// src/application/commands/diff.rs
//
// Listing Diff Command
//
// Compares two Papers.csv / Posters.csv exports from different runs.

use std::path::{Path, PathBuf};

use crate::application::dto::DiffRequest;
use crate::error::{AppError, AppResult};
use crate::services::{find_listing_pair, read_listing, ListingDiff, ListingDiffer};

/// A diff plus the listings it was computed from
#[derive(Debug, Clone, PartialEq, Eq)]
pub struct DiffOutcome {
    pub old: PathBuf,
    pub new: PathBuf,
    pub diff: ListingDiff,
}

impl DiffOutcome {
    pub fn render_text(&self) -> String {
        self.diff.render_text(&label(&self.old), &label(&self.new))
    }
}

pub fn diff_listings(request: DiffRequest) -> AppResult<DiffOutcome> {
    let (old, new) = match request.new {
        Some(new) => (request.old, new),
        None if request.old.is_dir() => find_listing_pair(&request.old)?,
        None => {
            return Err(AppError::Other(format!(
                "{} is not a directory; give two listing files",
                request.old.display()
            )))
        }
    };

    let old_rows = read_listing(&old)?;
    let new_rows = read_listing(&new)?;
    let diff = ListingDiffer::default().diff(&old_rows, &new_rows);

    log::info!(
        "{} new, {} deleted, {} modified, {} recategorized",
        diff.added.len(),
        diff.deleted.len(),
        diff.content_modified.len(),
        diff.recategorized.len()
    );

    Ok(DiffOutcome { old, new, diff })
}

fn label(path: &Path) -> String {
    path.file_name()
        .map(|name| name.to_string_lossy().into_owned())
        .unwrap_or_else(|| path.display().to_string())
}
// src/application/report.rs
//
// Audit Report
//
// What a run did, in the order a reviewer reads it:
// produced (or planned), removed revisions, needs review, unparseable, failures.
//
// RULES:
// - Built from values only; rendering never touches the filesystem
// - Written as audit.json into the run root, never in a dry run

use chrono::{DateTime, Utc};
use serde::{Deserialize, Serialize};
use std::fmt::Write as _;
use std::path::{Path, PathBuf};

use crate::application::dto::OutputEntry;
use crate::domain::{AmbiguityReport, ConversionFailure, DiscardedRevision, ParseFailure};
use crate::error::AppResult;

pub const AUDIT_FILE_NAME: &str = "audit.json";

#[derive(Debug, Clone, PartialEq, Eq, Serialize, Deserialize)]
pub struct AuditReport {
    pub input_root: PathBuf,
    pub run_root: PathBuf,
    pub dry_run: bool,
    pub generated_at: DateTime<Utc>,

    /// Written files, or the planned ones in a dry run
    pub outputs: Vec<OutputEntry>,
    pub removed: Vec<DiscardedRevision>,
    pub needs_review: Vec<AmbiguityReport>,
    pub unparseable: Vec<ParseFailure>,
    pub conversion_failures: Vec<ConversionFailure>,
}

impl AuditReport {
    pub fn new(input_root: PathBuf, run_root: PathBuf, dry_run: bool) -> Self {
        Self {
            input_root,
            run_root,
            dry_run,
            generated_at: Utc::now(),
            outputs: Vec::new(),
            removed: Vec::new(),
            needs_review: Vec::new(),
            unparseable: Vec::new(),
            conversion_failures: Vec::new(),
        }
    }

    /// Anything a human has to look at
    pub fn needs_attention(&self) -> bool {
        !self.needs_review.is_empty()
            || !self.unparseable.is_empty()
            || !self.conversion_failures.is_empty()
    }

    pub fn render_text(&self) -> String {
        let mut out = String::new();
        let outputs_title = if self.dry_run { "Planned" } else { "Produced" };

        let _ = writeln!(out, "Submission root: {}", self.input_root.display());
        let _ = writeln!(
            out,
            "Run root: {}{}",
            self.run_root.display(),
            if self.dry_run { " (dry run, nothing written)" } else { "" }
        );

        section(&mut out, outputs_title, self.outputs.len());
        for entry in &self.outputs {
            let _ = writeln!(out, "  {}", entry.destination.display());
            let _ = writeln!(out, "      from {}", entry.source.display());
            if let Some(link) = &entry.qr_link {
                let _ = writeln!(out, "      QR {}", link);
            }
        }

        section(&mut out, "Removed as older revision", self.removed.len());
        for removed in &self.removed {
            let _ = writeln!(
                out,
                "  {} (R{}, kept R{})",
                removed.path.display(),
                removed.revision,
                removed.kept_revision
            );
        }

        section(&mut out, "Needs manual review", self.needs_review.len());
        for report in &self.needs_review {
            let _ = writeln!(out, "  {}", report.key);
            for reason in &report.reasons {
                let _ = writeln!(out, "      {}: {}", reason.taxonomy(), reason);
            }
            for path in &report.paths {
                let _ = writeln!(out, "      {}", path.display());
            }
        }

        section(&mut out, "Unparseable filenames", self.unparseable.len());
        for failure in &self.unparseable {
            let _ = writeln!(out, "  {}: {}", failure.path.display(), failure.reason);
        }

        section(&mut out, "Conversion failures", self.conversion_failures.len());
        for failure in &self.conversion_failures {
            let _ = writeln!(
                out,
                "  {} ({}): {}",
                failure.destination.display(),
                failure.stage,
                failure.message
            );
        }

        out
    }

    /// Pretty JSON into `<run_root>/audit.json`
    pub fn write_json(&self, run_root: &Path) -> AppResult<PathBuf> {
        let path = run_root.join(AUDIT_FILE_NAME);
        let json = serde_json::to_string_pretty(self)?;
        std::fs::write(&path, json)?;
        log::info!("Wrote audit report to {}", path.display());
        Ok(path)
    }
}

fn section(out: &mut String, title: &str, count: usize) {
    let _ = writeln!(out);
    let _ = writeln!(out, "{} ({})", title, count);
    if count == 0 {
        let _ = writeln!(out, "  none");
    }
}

========================

Aim of the exercise =>
An exact copy of the listing above is what this exercise asks for.

Response =>
// src/application/commands/diff.rs
//
// Listing Diff Command
//
// Compares two Papers.csv / Posters.csv exports from different runs.

use std::path::{Path, PathBuf};

use crate::application::dto::DiffRequest;
use crate::error::{AppError, AppResult};
use crate::services::{find_listing_pair, read_listing, ListingDiff, ListingDiffer};

/// A diff plus the listings it was computed from
#[derive(Debug, Clone, PartialEq, Eq)]
pub struct DiffOutcome {
    pub old: PathBuf,
    pub new: PathBuf,
    pub diff: ListingDiff,
}

impl DiffOutcome {
    pub fn render_text(&self) -> String {
        self.diff.render_text(&label(&self.old), &label(&self.new))
    }
}

pub fn diff_listings(request: DiffRequest) -> AppResult<DiffOutcome> {
    let (old, new) = match request.new {
        Some(new) => (request.old, new),
        None if request.old.is_dir() => find_listing_pair(&request.old)?,
        None => {
            return Err(AppError::Other(format!(
                "{} is not a directory; give two listing files",
                request.old.display()
            )))
        }
    };

    let old_rows = read_listing(&old)?;
    let new_rows = read_listing(&new)?;
    let diff = ListingDiffer::default().diff(&old_rows, &new_rows);

    log::info!(
        "{} new, {} deleted, {} modified, {} recategorized",
        diff.added.len(),
        diff.deleted.len(),
        diff.content_modified.len(),
        diff.recategorized.len()
    );

    Ok(DiffOutcome { old, new, diff })
}

fn label(path: &Path) -> String {
    path.file_name()
        .map(|name| name.to_string_lossy().into_owned())
        .unwrap_or_else(|| path.display().to_string())
}
// src/application/report.rs
//
// Audit Report
//
// What a run did, in the order a reviewer reads it:
// produced (or planned), removed revisions, needs review, unparseable, failures.
//
// RULES:
// - Built from values only; rendering never touches the filesystem
// - Written as audit.json into the run root, never in a dry run

use chrono::{DateTime, Utc};
use serde::{Deserialize, Serialize};
use std::fmt::Write as _;
use std::path::{Path, PathBuf};

use crate::application::dto::OutputEntry;
use crate::domain::{AmbiguityReport, ConversionFailure, DiscardedRevision, ParseFailure};
use crate::error::AppResult;

pub const AUDIT_FILE_NAME: &str = "audit.json";

#[derive(Debug, Clone, PartialEq, Eq, Serialize, Deserialize)]
pub struct AuditReport {
    pub input_root: PathBuf,
    pub run_root: PathBuf,
    pub dry_run: bool,
    pub generated_at: DateTime<Utc>,

    /// Written files, or the planned ones in a dry run
    pub outputs: Vec<OutputEntry>,
    pub removed: Vec<DiscardedRevision>,
    pub needs_review: Vec<AmbiguityReport>,
    pub unparseable: Vec<ParseFailure>,
    pub conversion_failures: Vec<ConversionFailure>,
}

impl AuditReport {
    pub fn new(input_root: PathBuf, run_root: PathBuf, dry_run: bool) -> Self {
        Self {
            input_root,
            run_root,
            dry_run,
            generated_at: Utc::now(),
            outputs: Vec::new(),
            removed: Vec::new(),
            needs_review: Vec::new(),
            unparseable: Vec::new(),
            conversion_failures: Vec::new(),
        }
    }

    /// Anything a human has to look at
    pub fn needs_attention(&self) -> bool {
        !self.needs_review.is_empty()
            || !self.unparseable.is_empty()
            || !self.conversion_failures.is_empty()
    }

    pub fn render_text(&self) -> String {
        let mut out = String::new();
        let outputs_title = if self.dry_run { "Planned" } else { "Produced" };

        let _ = writeln!(out, "Submission root: {}", self.input_root.display());
        let _ = writeln!(
            out,
            "Run root: {}{}",
            self.run_root.display(),
            if self.dry_run { " (dry run, nothing written)" } else { "" }
        );

        section(&mut out, outputs_title, self.outputs.len());
        for entry in &self.outputs {
            let _ = writeln!(out, "  {}", entry.destination.display());
            let _ = writeln!(out, "      from {}", entry.source.display());
            if let Some(link) = &entry.qr_link {
                let _ = writeln!(out, "      QR {}", link);
            }
        }

        section(&mut out, "Removed as older revision", self.removed.len());
        for removed in &self.removed {
            let _ = writeln!(
                out,
                "  {} (R{}, kept R{})",
                removed.path.display(),
                removed.revision,
                removed.kept_revision
            );
        }

        section(&mut out, "Needs manual review", self.needs_review.len());
        for report in &self.needs_review {
            let _ = writeln!(out, "  {}", report.key);
            for reason in &report.reasons {
                let _ = writeln!(out, "      {}: {}", reason.taxonomy(), reason);
            }
            for path in &report.paths {
                let _ = writeln!(out, "      {}", path.display());
            }
        }

        section(&mut out, "Unparseable filenames", self.unparseable.len());
        for failure in &self.unparseable {
            let _ = writeln!(out, "  {}: {}", failure.path.display(), failure.reason);
        }

        section(&mut out, "Conversion failures", self.conversion_failures.len());
        for failure in &self.conversion_failures {
            let _ = writeln!(
                out,
                "  {} ({}): {}",
                failure.destination.display(),
                failure.stage,
                failure.message
            );
        }

        out
    }

    /// Pretty JSON into `<run_root>/audit.json`
    pub fn write_json(&self, run_root: &Path) -> AppResult<PathBuf> {
        let path = run_root.join(AUDIT_FILE_NAME);
        let json = serde_json::to_string_pretty(self)?;
        std::fs::write(&path, json)?;
        log::info!("Wrote audit report to {}", path.display());
        Ok(path)
    }
}

fn section(out: &mut String, title: &str, count: usize) {
    let _ = writeln!(out);
    let _ = writeln!(out, "{} ({})", title, count);
    if count == 0 {
        let _ = writeln!(out, "  none");
    }
}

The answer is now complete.